━━ SOURCE RECORDS

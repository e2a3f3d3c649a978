use std::fs;
use std::io::Write;
use std::path::{Path, PathBuf};

use criterion::{BatchSize, Criterion, criterion_group, criterion_main};
use fbref_stage::config::PipelineConfig;
use fbref_stage::pipeline::{self, RunMode, RunOptions};
use tempfile::TempDir;

const SEASONS: [&str; 3] = ["2021-2022", "2022-2023", "2023-2024"];

fn generate_season(dir: &Path, season: &str, rows: usize, with_assists: bool) {
    let season_dir = dir.join(season);
    fs::create_dir_all(&season_dir).expect("season dir");
    let mut file = fs::File::create(season_dir.join("stats_standard.csv")).expect("create csv");
    let header = if with_assists {
        "Player,Nation,Pos,Squad,Comp,Age,MP,Min,Gls,Ast,xG,G+A"
    } else {
        "Player,Nation,Pos,Squad,Comp,Age,MP,Min,Gls,xG,G+A"
    };
    writeln!(file, "{header}").expect("header");
    for i in 0..rows {
        if i > 0 && i % 25 == 0 {
            writeln!(file, "{header}").expect("repeated header");
        }
        let goals = i % 30;
        let assists = i % 12;
        let xg = goals as f64 * 0.85;
        if with_assists {
            writeln!(
                file,
                "Player {i},eng ENG,FW,Club {},eng Premier League,{},{},{},{goals},{assists},{xg:.1},{}",
                i % 20,
                18 + i % 20,
                i % 38,
                (i % 38) * 90,
                goals + assists
            )
            .expect("row");
        } else {
            writeln!(
                file,
                "Player {i},eng ENG,FW,Club {},eng Premier League,{},{},{},{goals},{xg:.1},{goals}",
                i % 20,
                18 + i % 20,
                i % 38,
                (i % 38) * 90
            )
            .expect("row");
        }
    }
}

fn generate_raw(rows: usize) -> (TempDir, PathBuf) {
    let temp_dir = tempfile::tempdir().expect("temp dir");
    let raw = temp_dir.path().join("raw");
    for (idx, season) in SEASONS.iter().enumerate() {
        generate_season(&raw, season, rows, idx > 0);
    }
    (temp_dir, raw)
}

fn bench_pipeline(c: &mut Criterion) {
    let (temp_dir, raw) = generate_raw(5_000);
    let config = PipelineConfig::default();
    let mut group = c.benchmark_group("pipeline");

    group.bench_function("aggregate_all_seasons", |b| {
        b.iter_batched(
            || tempfile::tempdir().expect("out dir"),
            |out| {
                let options = RunOptions::new(&raw, out.path());
                pipeline::execute(RunMode::Aggregate, &options, &config).expect("aggregate");
            },
            BatchSize::SmallInput,
        );
    });

    group.bench_function("stage_all_seasons", |b| {
        b.iter_batched(
            || tempfile::tempdir().expect("out dir"),
            |out| {
                let options = RunOptions::new(&raw, out.path());
                pipeline::execute(RunMode::Stage, &options, &config).expect("stage");
            },
            BatchSize::SmallInput,
        );
    });

    drop(temp_dir);
    group.finish();
}

criterion_group!(benches, bench_pipeline);
criterion_main!(benches);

━━━━

### YOUR INSTRUCTIONS
Copy from the entries only those lines that hold the word "Comp".

### TASK OUTPUT
        "Player,Nation,Pos,Squad,Comp,Age,MP,Min,Gls,Ast,xG,G+A"
        "Player,Nation,Pos,Squad,Comp,Age,MP,Min,Gls,xG,G+A"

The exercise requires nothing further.